Сквозь каждое сердце, сквозь каждые сети Пробьется мое своеволье. Меня - видишь кудри беспутные эти?- Земною не сделаешь солью.
Дробясь о гранитные ваши колена, Я с каждой волной - воскресаю! Да здравствует пена - веселая пена - Высокая пена морская!
Легкомыслие!- Милый грех, Милый спутник и враг мой милый! Ты в глаза мне вбрызнул смех, и мазурку мне вбрызнул в жилы.
Научив не хранить кольца,- с кем бы Жизнь меня ни венчала! Начинать наугад с конца, И кончать еще до начала.
Быть как стебель и быть как сталь в жизни, где мы так мало можем... - Шоколадом лечить печаль, И смеяться в лицо прохожим!
Любовь! Любовь! И в судорогах, и в гробе Насторожусь — прельщусь — смущусь — рванусь. О милая! Ни в гробовом сугробе, Ни в облачном с тобою не прощусь.
И не на то мне пара крыл прекрасных Дана, чтоб на сердце держать пуды. Спеленутых, безглазых и безгласных Я не умножу жалкой слободы.
Нет, выпростаю руки, стан упругий Единым взмахом из твоих пелен, Смерть, выбью!— Верст на тысячу в округе Растоплены снега — и лес спален.
И если все ж — плеча, крыла, колена Сжав — на погост дала себя увесть,— То лишь затем, чтобы, смеясь над тленом, Стихом восстать — иль розаном расцвесть!
Марина Цветаева. Пригвождена к позорному столбу Пригвождена к позорному столбу Я все ж скажу, что я тебя люблю. Что ни одна до самых недр — мать Так на ребенка своего не взглянет Что за тебя, который делом занят, Не умереть хочу, а умирать.
Дата: Понедельник, 10.11.2014, 15:33 | Сообщение # 10
стихи очень красивые, хотя и грустные вот одно из моих любимых Есть счастливцы и счастливицы,Петь не могущие. Им — Слезы лить! Как сладко вылиться Горю — ливнем проливным!
Чтоб под камнем что-то дрогнуло. Мне ж — призвание как плеть — Меж стенания надгробного Долг повелевает — петь.
Пел же над другом своим Давид, Хоть пополам расколот! Если б Орфей не сошел в Аид Сам, а послал бы голос
Свой, только голос послал во тьму, Сам у порога лишним Встав, — Эвридика бы по нему Как по канату вышла…
Как по канату и как на свет, Слепо и без возврата. Ибо раз голос тебе, поэт, Дан, остальное — взято.

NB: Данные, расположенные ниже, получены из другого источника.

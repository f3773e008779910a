//! Filesystem operations collaborator
//!
//! The native engine mutates trees only through [`FsOps`], so tests can
//! substitute a failing or recording implementation.

use crate::types::SyncError;
use std::fs::{self, File};
use std::io::{Read, Write};
use std::path::Path;

/// The filesystem surface the native engine consumes.
pub trait FsOps {
    fn exists(&self, path: &Path) -> bool;
    fn is_dir(&self, path: &Path) -> bool;
    fn is_file(&self, path: &Path) -> bool;
    fn is_symlink(&self, path: &Path) -> bool;

    /// True when `path` is a directory with no entries, or not a directory
    /// at all. Used to decide whether a deletion pass is worth running.
    fn is_empty_dir(&self, path: &Path) -> bool;

    /// Create a directory and any missing intermediates. Idempotent.
    fn mkdir(&self, path: &Path) -> Result<(), SyncError>;

    /// Copy a single file, overwriting any existing destination file.
    /// Must never be invoked on a directory.
    fn copy_file(&self, src: &Path, dest: &Path) -> Result<u64, SyncError>;

    /// Remove a file, or a directory and everything beneath it.
    fn remove(&self, path: &Path) -> Result<(), SyncError>;
}

/// Production implementation over `std::fs`.
#[derive(Debug, Clone, Copy, Default)]
pub struct StdFs;

impl FsOps for StdFs {
    fn exists(&self, path: &Path) -> bool {
        path.exists()
    }

    fn is_dir(&self, path: &Path) -> bool {
        path.is_dir()
    }

    fn is_file(&self, path: &Path) -> bool {
        path.is_file()
    }

    fn is_symlink(&self, path: &Path) -> bool {
        fs::symlink_metadata(path)
            .map(|m| m.file_type().is_symlink())
            .unwrap_or(false)
    }

    fn is_empty_dir(&self, path: &Path) -> bool {
        match fs::read_dir(path) {
            Ok(mut entries) => entries.next().is_none(),
            Err(_) => true,
        }
    }

    fn mkdir(&self, path: &Path) -> Result<(), SyncError> {
        fs::create_dir_all(path).map_err(|e| SyncError::io(path, e))
    }

    fn copy_file(&self, src: &Path, dest: &Path) -> Result<u64, SyncError> {
        copy_file_atomic(src, dest)
    }

    fn remove(&self, path: &Path) -> Result<(), SyncError> {
        let metadata = fs::symlink_metadata(path).map_err(|e| SyncError::io(path, e))?;
        if metadata.file_type().is_dir() {
            fs::remove_dir_all(path).map_err(|e| SyncError::io(path, e))
        } else {
            fs::remove_file(path).map_err(|e| SyncError::io(path, e))
        }
    }
}

/// Copy `src` over `dest` using write-then-rename.
///
/// The content streams into a sibling `.part` file which is synced,
/// stamped with the source's permissions and mtime, and renamed into
/// place, so a crashed copy never leaves a half-written file under the
/// destination name.
pub fn copy_file_atomic(src: &Path, dest: &Path) -> Result<u64, SyncError> {
    if let Some(parent) = dest.parent() {
        fs::create_dir_all(parent).map_err(|e| SyncError::io(parent, e))?;
    }

    let part_path = dest.with_extension("part");

    let mut src_file = File::open(src).map_err(|e| SyncError::io(src, e))?;
    let mut part_file = File::create(&part_path).map_err(|e| SyncError::io(&part_path, e))?;

    let mut buffer = vec![0u8; 128 * 1024];
    let mut total_bytes = 0u64;
    loop {
        let bytes_read = src_file
            .read(&mut buffer)
            .map_err(|e| SyncError::io(src, e))?;
        if bytes_read == 0 {
            break;
        }
        part_file
            .write_all(&buffer[0..bytes_read])
            .map_err(|e| SyncError::io(&part_path, e))?;
        total_bytes += bytes_read as u64;
    }

    part_file
        .sync_all()
        .map_err(|e| SyncError::io(&part_path, e))?;
    // release the handle before rename (required on Windows)
    drop(part_file);

    let src_metadata = fs::metadata(src).map_err(|e| SyncError::io(src, e))?;
    fs::set_permissions(&part_path, src_metadata.permissions())
        .map_err(|e| SyncError::io(&part_path, e))?;
    if let Ok(mtime) = src_metadata.modified() {
        let mtime = filetime::FileTime::from_system_time(mtime);
        filetime::set_file_mtime(&part_path, mtime).map_err(|e| SyncError::io(&part_path, e))?;
    }

    fs::rename(&part_path, dest).map_err(|e| SyncError::io(dest, e))?;

    Ok(total_bytes)
}
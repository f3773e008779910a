//! # stagesync - Working-Copy Synchronization Engine
//!
//! Stage, mutate, commit.
//!
//! The synchronization core behind a staged-editing workflow for live
//! directory trees: mirror a source tree onto a destination tree, delete
//! whatever the source no longer has, honor caller exclusions, and stay
//! correct when one tree is nested inside the other.

// Module declarations
pub mod engine;
pub mod finder;
pub mod fsops;
pub mod path;
pub mod process;
pub mod types;

// Re-export commonly used types
pub use engine::{NativeEngine, RsyncEngine, SyncRequest, SyncStrategy};
pub use path::{PathDialect, TreePath};
pub use types::{ExclusionList, OutputChunk, OutputSink, StreamKind, SyncError};

/// Library version
pub const VERSION: &str = env!("CARGO_PKG_VERSION");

Я и в аду тебе скажу: "Мой милый, что тебе я сделала?"-----очень классный стих. цветаева одна из немногих женщин, кто в начале 20века осмеливалась писать про чувства прямым текстом. как же много слез и боли в ее стихах!
Великая писательница своего времени,помню ее стихи со школы, очень нравятся, даже не смотря на грусть в них,действительно один из лучших "Мой милый, что тебе я сделала?"
Белое солнце и низкие, низкие тучи,Вдоль огородов — за белой стеною — погост. И на песке вереницы соломенных чучел Под перекладинами в человеческий рост.
И, перевесившись через заборные колья, Вижу: дороги, деревья, солдаты вразброд. Старая баба — посыпанный крупною солью Черный ломоть у калитки жует и жует.
Чем прогневили тебя эти серые хаты, — Господи! — и для чего стольким простреливать грудь? Поезд прошел и завыл, и завыли солдаты, И запылил, запылил отступающий путь…
— Нет, умереть! Никогда не родиться бы лучше, Чем этот жалобный, жалостный, каторжный вой О чернобровых красавицах. — Ох, и поют же Нынче солдаты! О Господи Боже ты мой!